What a moment it will be for French hockey if its under-21 boys take back home the Roger Danet Trophy, which was instituted by the French Hockey Federation (FHF) in the name of its former president while hosting the inaugural Junior World Cup 34 years ago!

France may not be a force to reckon with in world hockey, but the FHF’s efforts to shore up the sport have started showing the results.

France, which had never made it to the semifinals of the event, reaped the benefits of its discipline and strong work ethic to reach the title clash for the first time. Now, the Blueberries have five-time champion Germany between themselves and ‘their’ trophy.

Whether rank outsider France earns its first world title or the Germans transform their tears of an early shock into tears of joy, the National Stadium promises a drama-filled Sunday night.

France’s was a journey of surprises, at least for outsiders. It stunned two traditional hockey nations, Spain and Argentina, to reach the quarterfinals, and put up a brave fight against Australia at the pool stage.

By pipping a strong Belgium in a high-scoring last-eight encounter, the French proved that their progress was not a story of fluke.

Holding the nerve in the penalty shootouts against the gritty Malaysians was an evidence of the harder side of their character. France’s coach Gael Foulard admitted that the final would be a “high pressure game,” but banked on the toughness of his boys.

Title holder Germany was proud of itself as it overcame a shock start against Belgium to march on in style. Keeping its cool in the nerve-racking semifinal against the Dutch was the key to the team’s success and it would have to do it once more to record its sixth World Cup triumph in seven final appearances.
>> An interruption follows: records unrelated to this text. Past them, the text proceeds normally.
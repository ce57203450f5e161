// ── Response filtering ──
//
// Strips sensitive subtrees from a fetched state tree before it is cached.
// Exclusion is by key name at any depth, including inside arrays.

use serde_json::{Map, Value};

/// Keys removed from every fetched state tree: the certificate store and the
/// 802.1X network-auth block.
pub const EXCLUDED_KEYS: &[&str] = &["CertificateStore", "Ieee8021x"];

/// Rebuild `tree` without any object entry whose key is in `excluded`.
///
/// The input is left untouched.
pub fn filter<S: AsRef<str>>(tree: &Value, excluded: &[S]) -> Value {
    match tree {
        Value::Object(map) => Value::Object(
            map.iter()
                .filter(|(key, _)| !is_excluded(key, excluded))
                .map(|(key, value)| (key.clone(), filter(value, excluded)))
                .collect::<Map<String, Value>>(),
        ),
        Value::Array(items) => Value::Array(items.iter().map(|v| filter(v, excluded)).collect()),
        leaf => leaf.clone(),
    }
}

fn is_excluded<S: AsRef<str>>(key: &str, excluded: &[S]) -> bool {
    excluded.iter().any(|k| k.as_ref() == key)
}

/// Returns `true` if any object at any depth of `tree` has one of `keys`.
pub fn contains_any_key<S: AsRef<str>>(tree: &Value, keys: &[S]) -> bool {
    match tree {
        Value::Object(map) => map
            .iter()
            .any(|(key, value)| is_excluded(key, keys) || contains_any_key(value, keys)),
        Value::Array(items) => items.iter().any(|v| contains_any_key(v, keys)),
        _ => false,
    }
}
“If a team has reached the final, it has to be a good team. We won’t take France lightly,” said German coach Andre Henning.
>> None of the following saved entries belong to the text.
#![allow(clippy::unwrap_used)]
// Integration tests for `Panel` and `PollingCoordinator` against a mock panel.

use std::time::Duration;

use pretty_assertions::assert_eq;
use serde_json::json;
use url::Url;
use wiremock::matchers::{method, path};
use wiremock::{Mock, MockServer, ResponseTemplate};

use tswlink_core::snapshot::DEFAULT_MODEL;
use tswlink_core::{CoreError, Panel, PanelConfig, Refresh, ValuePath};

// ── Helpers ─────────────────────────────────────────────────────────

fn device_state() -> serde_json::Value {
    json!({
        "Device": {
            "DeviceInfo": { "Model": "TSW-760", "SerialNumber": "SN1", "MacAddress": "AA:BB" },
            "Display": { "CurrentState": "Awake" }
        },
        "CertificateStore": { "secret": 1 }
    })
}

fn config_for(server: &MockServer, poll_interval: Duration) -> PanelConfig {
    let mut config = PanelConfig::new(Url::parse(&server.uri()).unwrap(), "Lobby Panel");
    config.poll_interval = poll_interval;
    config.timeout = Duration::from_secs(2);
    config
}

async fn mount_state(server: &MockServer, body: serde_json::Value) {
    Mock::given(method("GET"))
        .and(path("/Device"))
        .respond_with(ResponseTemplate::new(200).set_body_json(body))
        .mount(server)
        .await;
}

async fn request_count(server: &MockServer) -> usize {
    server.received_requests().await.unwrap().len()
}

// ── Refresh and publication ─────────────────────────────────────────

#[tokio::test]
async fn test_refresh_filters_tree_and_derives_identity() {
    let server = MockServer::start().await;
    mount_state(&server, device_state()).await;

    let panel = Panel::new(config_for(&server, Duration::ZERO)).unwrap();
    assert_eq!(panel.refresh().await.unwrap(), Refresh::Published);

    let snap = panel.snapshot();
    assert!(snap.last_fetch_succeeded());
    assert_eq!(snap.identity().model, "TSW-760");
    assert_eq!(snap.identity().serial_number, "SN1");
    assert!(snap.tree().get("CertificateStore").is_none());

    let status: ValuePath = "Device.Display.CurrentState".parse().unwrap();
    assert_eq!(snap.get(&status), Some(&json!("Awake")));
    assert!(snap.fetched_at().is_some());
}

#[tokio::test]
async fn test_missing_model_uses_default() {
    let server = MockServer::start().await;
    mount_state(
        &server,
        json!({ "Device": { "DeviceInfo": { "SerialNumber": "SN1", "MacAddress": "AA:BB" } } }),
    )
    .await;

    let panel = Panel::new(config_for(&server, Duration::ZERO)).unwrap();
    panel.refresh().await.unwrap();

    assert_eq!(panel.snapshot().identity().model, DEFAULT_MODEL);
    assert_eq!(panel.snapshot().identity().serial_number, "SN1");
}

#[tokio::test]
async fn test_failed_refresh_keeps_previous_tree() {
    let server = MockServer::start().await;
    Mock::given(method("GET"))
        .and(path("/Device"))
        .respond_with(ResponseTemplate::new(200).set_body_json(device_state()))
        .up_to_n_times(1)
        .mount(&server)
        .await;
    Mock::given(method("GET"))
        .and(path("/Device"))
        .respond_with(ResponseTemplate::new(503))
        .mount(&server)
        .await;

    let panel = Panel::new(config_for(&server, Duration::ZERO)).unwrap();
    panel.refresh().await.unwrap();
    let before = panel.snapshot();

    let err = panel.refresh().await.unwrap_err();
    assert!(matches!(err, CoreError::Device { status: 503, .. }));

    let after = panel.snapshot();
    assert!(!after.last_fetch_succeeded());
    assert_eq!(after.tree(), before.tree());
    assert_eq!(after.identity(), before.identity());
    assert!(!panel.coordinator().last_fetch_succeeded());
}

#[tokio::test]
async fn test_malformed_body_is_a_failed_poll() {
    let server = MockServer::start().await;
    Mock::given(method("GET"))
        .and(path("/Device"))
        .respond_with(ResponseTemplate::new(200).set_body_string("<html>busy</html>"))
        .mount(&server)
        .await;

    let panel = Panel::new(config_for(&server, Duration::ZERO)).unwrap();
    let err = panel.refresh().await.unwrap_err();

    assert!(matches!(err, CoreError::MalformedResponse { .. }));
    assert!(!panel.snapshot().last_fetch_succeeded());
    assert_eq!(panel.snapshot().identity().model, DEFAULT_MODEL);
}

#[tokio::test]
async fn test_overlapping_refresh_is_skipped() {
    let server = MockServer::start().await;
    Mock::given(method("GET"))
        .and(path("/Device"))
        .respond_with(
            ResponseTemplate::new(200)
                .set_body_json(device_state())
                .set_delay(Duration::from_millis(300)),
        )
        .expect(1)
        .mount(&server)
        .await;

    let panel = Panel::new(config_for(&server, Duration::ZERO)).unwrap();
    let (first, second) = tokio::join!(panel.refresh(), panel.refresh());

    let mut outcomes = [first.unwrap(), second.unwrap()];
    outcomes.sort_by_key(|r| *r == Refresh::Skipped);
    assert_eq!(outcomes, [Refresh::Published, Refresh::Skipped]);
}

#[tokio::test]
async fn test_subscribers_see_each_publication() {
    let server = MockServer::start().await;
    mount_state(&server, device_state()).await;

    let panel = Panel::new(config_for(&server, Duration::ZERO)).unwrap();
    let mut updates = panel.subscribe();
    assert!(!updates.current().last_fetch_succeeded());

    panel.refresh().await.unwrap();
    let snap = updates.changed().await.unwrap();
    assert_eq!(snap.identity().model, "TSW-760");
    assert!(updates.current().last_fetch_succeeded());
}

// ── Lifecycle ───────────────────────────────────────────────────────

#[tokio::test]
async fn test_connect_fails_when_first_fetch_fails() {
    let server = MockServer::start().await;
    Mock::given(method("GET"))
        .and(path("/Device"))
        .respond_with(ResponseTemplate::new(500))
        .mount(&server)
        .await;

    let panel = Panel::new(config_for(&server, Duration::from_millis(20))).unwrap();
    assert!(panel.connect().await.is_err());

    // No background task was spawned.
    tokio::time::sleep(Duration::from_millis(100)).await;
    assert_eq!(request_count(&server).await, 1);
}

#[tokio::test]
async fn test_connect_polls_until_disconnect() {
    let server = MockServer::start().await;
    mount_state(&server, device_state()).await;

    let panel = Panel::new(config_for(&server, Duration::from_millis(40))).unwrap();
    panel.connect().await.unwrap();
    assert_eq!(panel.snapshot().identity().model, "TSW-760");

    tokio::time::sleep(Duration::from_millis(200)).await;
    panel.disconnect().await;
    let polled = request_count(&server).await;
    assert!(polled >= 2, "expected periodic polls, saw {polled}");

    tokio::time::sleep(Duration::from_millis(200)).await;
    assert_eq!(request_count(&server).await, polled);
}

#[tokio::test]
async fn test_reconnect_after_disconnect() {
    let server = MockServer::start().await;
    mount_state(&server, device_state()).await;

    let panel = Panel::new(config_for(&server, Duration::from_millis(40))).unwrap();
    panel.connect().await.unwrap();
    panel.disconnect().await;
    let after_first = request_count(&server).await;

    panel.connect().await.unwrap();
    tokio::time::sleep(Duration::from_millis(150)).await;
    panel.disconnect().await;
    assert!(request_count(&server).await > after_first + 1);
}

#[tokio::test]
async fn test_connect_twice_then_disconnect() {
    let server = MockServer::start().await;
    mount_state(&server, device_state()).await;

    let panel = Panel::new(config_for(&server, Duration::from_millis(20))).unwrap();
    panel.connect().await.unwrap();
    panel.connect().await.unwrap();

    tokio::time::timeout(Duration::from_secs(2), panel.disconnect())
        .await
        .expect("disconnect should join every refresh task");

    let polled = request_count(&server).await;
    tokio::time::sleep(Duration::from_millis(150)).await;
    assert_eq!(request_count(&server).await, polled);
}

#[tokio::test]
async fn test_dropping_panel_stops_polling() {
    let server = MockServer::start().await;
    mount_state(&server, device_state()).await;

    let panel = Panel::new(config_for(&server, Duration::from_millis(20))).unwrap();
    panel.connect().await.unwrap();
    drop(panel);

    // Let the task observe the cancellation and finish any in-flight fetch.
    tokio::time::sleep(Duration::from_millis(100)).await;
    let polled = request_count(&server).await;
    tokio::time::sleep(Duration::from_millis(150)).await;
    assert_eq!(request_count(&server).await, polled);
}

#[tokio::test]
async fn test_snapshot_stream_yields_current_then_updates() {
    use tokio_stream::StreamExt;

    let server = MockServer::start().await;
    mount_state(&server, device_state()).await;

    let panel = Panel::new(config_for(&server, Duration::ZERO)).unwrap();
    let mut stream = panel.subscribe().into_stream();

    let initial = stream.next().await.unwrap();
    assert!(!initial.last_fetch_succeeded());

    panel.refresh().await.unwrap();
    let published = stream.next().await.unwrap();
    assert!(published.last_fetch_succeeded());
    assert_eq!(published.identity().model, "TSW-760");
}

#[tokio::test]
async fn test_probe_returns_identity() {
    let server = MockServer::start().await;
    mount_state(&server, device_state()).await;

    let identity = Panel::probe(&config_for(&server, Duration::ZERO)).await.unwrap();
    assert_eq!(identity.model, "TSW-760");
    assert_eq!(identity.mac_address, "AA:BB");
}

#[tokio::test]
async fn test_probe_rejects_unparseable_reply() {
    let server = MockServer::start().await;
    Mock::given(method("GET"))
        .and(path("/Device"))
        .respond_with(ResponseTemplate::new(200).set_body_string("not json"))
        .mount(&server)
        .await;

    let result = Panel::probe(&config_for(&server, Duration::ZERO)).await;
    assert!(matches!(result, Err(CoreError::MalformedResponse { .. })));
}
With some match-winners in its ranks — such as top-scorer Christopher Ruhr, skilful midfielder Mats Grambusch and one-man army in goalkeeper Victor Aly — Germany is, too, formidable as an opponent.

France, with the services of experienced Hugo Genestet, Pieter van Straaten and Jean-Laurent Kieffer, will have to go through a stern test of resistance. Dragging the match of the tournament to shootouts may help France as it has nothing to lose.

With its favourite tag and the burden of expectation, Germany may not find itself in the comfort zone in such a crunch situation.

The battle of classes may make the final an affair to remember.